Forum Discussion
AltostratusBigIP APM 12.1.3: username variable session.logon.last.username empty
AltostratusI have an irule which triggers an access policy based on a condition => $EnableAPMPolicy equals 1
when HTTP_REQUEST {
ACCESS::disable
if { $EnableAPMPolicy equals 1 } {
ACCESS::enable
}
}
So by default I set ACCESS::disable in the HTTP_REQUEST. This was preventing IE from getting the username variable somehow. I added a condition which only calls ACCESS:disable if $PolicyEnabled = 0 Now IE is happy and variable is passed along.
when HTTP_REQUEST {
if { $EnableAPMPolicy equals 0 } {
ACCESS::disable
}
if { $EnableAPMPolicy equals 1 } {
ACCESS::enable
}
}
AltostratusThis issue is becoming very serious now. I have confirmed two configurations where IE11 does not work:
Config A: 1. You have a VS with an APM Policy starting with a logon page, a message box to show the username entered in the logon page and an ldap or ad auth.

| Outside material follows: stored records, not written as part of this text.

//! # Equipment
//!
//! Admin-minted, owner-transferable items referenced from character slots.
//! Stat bonuses are a pure function of (kind, rarity) at mint time - the
//! record stores no bonus numbers, only the lookup inputs.

use colosseum_core::{
    decode_record, keys, Address, DecodeError, DecodeResult, EntityStore, RecordReader,
    RecordWriter, StoreError,
};

use crate::character::Character;
use crate::error::{ArenaError, ArenaResult};

/// Equipment record version.
pub const RECORD_VERSION: u8 = 1;

/// Equipment kind; determines the character slot it occupies.
#[derive(Clone, Copy, Debug, PartialEq, Eq)]
#[repr(u8)]
pub enum EquipmentKind {
    /// Slot 0: damage and crit.
    Weapon = 0,
    /// Slot 1: defense.
    Armor = 1,
    /// Slot 2: dodge and crit.
    Accessory = 2,
}

impl EquipmentKind {
    /// Converts from the persisted byte.
    #[inline]
    #[must_use]
    pub const fn from_u8(value: u8) -> Option<Self> {
        match value {
            0 => Some(Self::Weapon),
            1 => Some(Self::Armor),
            2 => Some(Self::Accessory),
            _ => None,
        }
    }

    /// Character equipment-slot index for this kind.
    #[inline]
    #[must_use]
    pub const fn slot(self) -> usize {
        self as usize
    }
}

/// Rarity tier. Each tier maps to one fixed bonus row per kind.
#[derive(Clone, Copy, Debug, PartialEq, Eq, PartialOrd, Ord)]
#[repr(u8)]
pub enum EquipRarity {
    /// Baseline tier.
    Common = 0,
    /// Mid tier.
    Rare = 1,
    /// High tier.
    Epic = 2,
    /// Top tier.
    Legendary = 3,
}

impl EquipRarity {
    /// Converts from the persisted byte.
    #[inline]
    #[must_use]
    pub const fn from_u8(value: u8) -> Option<Self> {
        match value {
            0 => Some(Self::Common),
            1 => Some(Self::Rare),
            2 => Some(Self::Epic),
            3 => Some(Self::Legendary),
            _ => None,
        }
    }
}

/// Additive stat bonuses contributed by one item (or a whole loadout).
#[derive(Clone, Copy, Debug, Default, PartialEq, Eq)]
pub struct StatBonus {
    /// Added to minimum damage.
    pub damage_min: u64,
    /// Added to maximum damage.
    pub damage_max: u64,
    /// Added to crit chance (basis points).
    pub crit_bp: u32,
    /// Added to dodge chance (basis points).
    pub dodge_bp: u32,
    /// Added to flat defense.
    pub defense: u64,
}

impl StatBonus {
    /// Sums two bonus rows.
    #[must_use]
    pub const fn plus(self, other: Self) -> Self {
        Self {
            damage_min: self.damage_min + other.damage_min,
            damage_max: self.damage_max + other.damage_max,
            crit_bp: self.crit_bp + other.crit_bp,
            dodge_bp: self.dodge_bp + other.dodge_bp,
            defense: self.defense + other.defense,
        }
    }
}

/// The fixed bonus table: pure in (kind, rarity).
#[must_use]
pub const fn bonus_for(kind: EquipmentKind, rarity: EquipRarity) -> StatBonus {
    let zero = StatBonus {
        damage_min: 0,
        damage_max: 0,
        crit_bp: 0,
        dodge_bp: 0,
        defense: 0,
    };
    match kind {
        EquipmentKind::Weapon => match rarity {
            EquipRarity::Common => StatBonus {
                damage_min: 1,
                damage_max: 2,
                ..zero
            },
            EquipRarity::Rare => StatBonus {
                damage_min: 2,
                damage_max: 4,
                crit_bp: 200,
                ..zero
            },
            EquipRarity::Epic => StatBonus {
                damage_min: 4,
                damage_max: 7,
                crit_bp: 500,
                ..zero
            },
            EquipRarity::Legendary => StatBonus {
                damage_min: 6,
                damage_max: 10,
                crit_bp: 1_000,
                ..zero
            },
        },
        EquipmentKind::Armor => match rarity {
            EquipRarity::Common => StatBonus { defense: 1, ..zero },
            EquipRarity::Rare => StatBonus { defense: 2, ..zero },
            EquipRarity::Epic => StatBonus { defense: 4, ..zero },
            EquipRarity::Legendary => StatBonus { defense: 6, ..zero },
        },
        EquipmentKind::Accessory => match rarity {
            EquipRarity::Common => StatBonus {
                dodge_bp: 100,
                crit_bp: 100,
                ..zero
            },
            EquipRarity::Rare => StatBonus {
                dodge_bp: 300,
                crit_bp: 200,
                ..zero
            },
            EquipRarity::Epic => StatBonus {
                dodge_bp: 600,
                crit_bp: 400,
                ..zero
            },
            EquipRarity::Legendary => StatBonus {
                dodge_bp: 1_000,
                crit_bp: 700,
                ..zero
            },
        },
    }
}

/// An equipment item.
#[derive(Clone, Debug, PartialEq, Eq)]
pub struct Equipment {
    /// Owning identity.
    pub owner: Address,
    /// Kind; fixes the character slot.
    pub kind: EquipmentKind,
    /// Rarity tier; fixes the bonus row.
    pub rarity: EquipRarity,
    /// Remaining durability.
    pub durability: u32,
    /// Durability at mint.
    pub max_durability: u32,
    /// Mint time (unix seconds).
    pub created_at: u64,
}

impl Equipment {
    /// Mints a fresh item record.
    #[must_use]
    pub const fn new(owner: Address, kind: EquipmentKind, rarity: EquipRarity, now: u64) -> Self {
        Self {
            owner,
            kind,
            rarity,
            durability: 100,
            max_durability: 100,
            created_at: now,
        }
    }

    /// The item's bonus row from the fixed table.
    #[must_use]
    pub const fn bonus(&self) -> StatBonus {
        bonus_for(self.kind, self.rarity)
    }

    /// Encodes the record in canonical field order.
    #[must_use]
    pub fn encode(&self) -> Vec<u8> {
        let mut w = RecordWriter::new(RECORD_VERSION);
        w.str(self.owner.as_str())
            .u8(self.kind as u8)
            .u8(self.rarity as u8)
            .u32(self.durability)
            .u32(self.max_durability)
            .u64(self.created_at);
        w.finish()
    }

    /// Decodes a record previously produced by [`Equipment::encode`].
    ///
    /// # Errors
    ///
    /// `StoreError::Corrupt` when the bytes do not match the field order.
    pub fn decode(key: &str, bytes: &[u8]) -> Result<Self, StoreError> {
        decode_record(key, bytes, RECORD_VERSION, |r| Self::decode_fields(r))
    }

    fn decode_fields(r: &mut RecordReader<'_>) -> DecodeResult<Self> {
        let owner = Address::new(r.str()?);
        let kind_byte = r.u8()?;
        let kind = EquipmentKind::from_u8(kind_byte)
            .ok_or_else(|| DecodeError(format!("invalid equipment kind {kind_byte}")))?;
        let rarity_byte = r.u8()?;
        let rarity = EquipRarity::from_u8(rarity_byte)
            .ok_or_else(|| DecodeError(format!("invalid rarity {rarity_byte}")))?;
        Ok(Self {
            owner,
            kind,
            rarity,
            durability: r.u32()?,
            max_durability: r.u32()?,
            created_at: r.u64()?,
        })
    }

    /// Loads an item by id.
    ///
    /// # Errors
    ///
    /// `ArenaError::UnknownEquipment` if absent; corrupt records propagate.
    pub fn load<S: EntityStore + ?Sized>(store: &S, id: &str) -> ArenaResult<Self> {
        let key = keys::equipment(id);
        match store.get(&key) {
            Ok(bytes) => Ok(Self::decode(&key, &bytes)?),
            Err(StoreError::NotFound(_)) => Err(ArenaError::UnknownEquipment(id.to_owned())),
            Err(e) => Err(e.into()),
        }
    }

    /// Persists the item under its id.
    pub fn save<S: EntityStore + ?Sized>(&self, store: &mut S, id: &str) {
        store.set(&keys::equipment(id), self.encode());
    }
}

/// Sums the bonus rows of everything a character has equipped. Empty slots
/// contribute nothing; a dangling reference is a corrupt-state error.
///
/// # Errors
///
/// Propagates store failures for referenced items.
pub fn loadout<S: EntityStore + ?Sized>(store: &S, character: &Character) -> ArenaResult<StatBonus> {
    let mut total = StatBonus::default();
    for id in &character.equipment {
        if id.is_empty() {
            continue;
        }
        total = total.plus(Equipment::load(store, id)?.bonus());
    }
    Ok(total)
}

#[cfg(test)]
mod tests {
    use super::*;
    use crate::class::CharacterClass;
    use colosseum_core::MemoryStore;

    #[test]
    fn test_bonus_is_pure_in_rarity() {
        let a = bonus_for(EquipmentKind::Weapon, EquipRarity::Legendary);
        let b = bonus_for(EquipmentKind::Weapon, EquipRarity::Legendary);
        assert_eq!(a, b);
        assert_eq!(a.damage_min, 6);
        assert_eq!(a.damage_max, 10);
        assert_eq!(a.crit_bp, 1_000);
    }

    #[test]
    fn test_encode_decode_roundtrip() {
        let item = Equipment::new(
            Address::new("alice"),
            EquipmentKind::Accessory,
            EquipRarity::Epic,
            1_700_000_000,
        );
        let back = Equipment::decode("equipment:e1", &item.encode()).unwrap();
        assert_eq!(back, item);
    }

    #[test]
    fn test_loadout_sums_equipped_slots() {
        let mut store = MemoryStore::new();
        let owner = Address::new("alice");
        Equipment::new(owner.clone(), EquipmentKind::Weapon, EquipRarity::Rare, 0)
            .save(&mut store, "w1");
        Equipment::new(owner.clone(), EquipmentKind::Armor, EquipRarity::Epic, 0)
            .save(&mut store, "a1");

        let mut c = Character::new(owner, "Maximus".into(), CharacterClass::Warrior);
        c.equipment[EquipmentKind::Weapon.slot()] = "w1".into();
        c.equipment[EquipmentKind::Armor.slot()] = "a1".into();

        let total = loadout(&store, &c).unwrap();
        assert_eq!(total.damage_min, 2);
        assert_eq!(total.damage_max, 4);
        assert_eq!(total.crit_bp, 200);
        assert_eq!(total.defense, 4);
    }
}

- You add an irule on this VS with an Access::disable in the beginning of the http_request and an Access:Enable only if some condition is met.
In this case apm shows an empty value in the user name and of course password is empty too. If you remove the access:disable IE does capture and transfer the username/password.
Config B:
- You create 2 VSs
- On first VS add an irule with a redirect to the second VS if some condition is met.
- You add an APM policy to the second VS, same VPE => logon page, messagebox, auth.
In this case IE does not work.
In both configs Chrome and Firefox work fine.
I have found some info here and there about APM/IE blank values: https://support.f5.com/csp/article/K04732437 https://support.f5.com/csp/article/K16109
Anyone to test/confirm or offer a solution/bypass? Thanks.